Seven years ago, two unmarried couples—Jack Carter and Chloe, and Owen Brookes and Anna—were the best of friends. They lived it up in beach towns around San Diego and took trips together to Baja California. After Jack and Anna had a brief sexual tryst, both couples split up, and the four went their separate ways. Since then, former journalist Jack became a bestselling novelist, while Owen made his name as a photographer braving war zones for Time magazine. When Owen shows up unexpectedly on Jack’s porch in Del Mar, California, Jack is initially anxious, but the two immediately fall back into an easy friendship. Owen has a month off from work, and he convinces Jack to get the rest of the gang back together for a trip to Rosarito, Mexico—just like in the old days. Anna, now a wealthy, recently divorced mother of two, agrees to come, as does Chloe, now a successful painter. “Everything was exactly as I remembered it,” Jack marvels while describing Rosarito. “This was Mexico and Mexico does not change, the world merely evolves around it…” The trip is so enjoyable that the group persuade themselves that the expat life in Mexico is what they need to be happy. With Anna’s kids in tow, the reconciled couples resettle in the small Yucatan village of San Rafael. At first, Jack loves it—he’s writing up a storm—but then Owen convinces him to put his journalism hat back on and investigate some fighting in nearby Chiapas, which separates the group. Have things really changed for these old friends, or are they fooling themselves?
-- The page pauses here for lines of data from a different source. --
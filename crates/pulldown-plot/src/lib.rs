//! pulldown-plot: Volcano plot descriptions.
//!
//! Plots are built as plain data ([`VolcanoPlot`]) and serialized to a
//! Plotly figure (`{ data, layout }`) for the browser to draw.

pub mod figure;
pub mod volcano;

pub use figure::Figure;
pub use volcano::{
    hover_label, render_volcano, Guide, Orientation, PointLayer, VolcanoPlot, HIGHLIGHT_COLOR,
    SIGNIFICANCE_GUIDE,
};
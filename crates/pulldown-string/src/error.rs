use thiserror::Error;

#[derive(Debug, Error)]
pub enum LookupError {
    #[error("HTTP request error: {0}")]
    Http(#[from] reqwest::Error),

    #[error("STRING-db returned HTTP {0}")]
    Status(u16),

    #[error("STRING-db returned an empty response")]
    EmptyResponse,
}

pub type Result<T> = std::result::Result<T, LookupError>;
Klein’s muscular prose will appeal to fans of a certain tradition of American fiction; the story is apparently set in modern times, but Jack and the other characters often speak and narrate as if they’re in an Ernest Hemingway novel: “ ‘Anna’s a damn good woman,’ I said. ‘Damn good. Too good for the likes of me. Funny, but I’ve been haunted my whole life by kind and good women.’ A sudden feeling of ablution flushed through me as I membered the innumerable days Owen and I had talked about such things.” Those who aren’t fans of this style, though, may find that Jack and Owen’s opinions about what’s wrong with the world and the people in it aren’t very scintillating. It’s a short novel at a little more than 130 pages in length, and its narrative moves along quickly. However, the balance of the story feels skewed; there’s far too much about Jack’s history at the San Diego Sun and his memories of his absent father, for example, and not nearly enough about his relationship with Chloe. Just as its characters are essentially playing at being expats, one may feel that book is playing at being a Graham Greene or Malcolm Lowry opus—evoking such works’ moods and concerns without providing their underlying pathos.
An earnest but ultimately underdeveloped pastiche.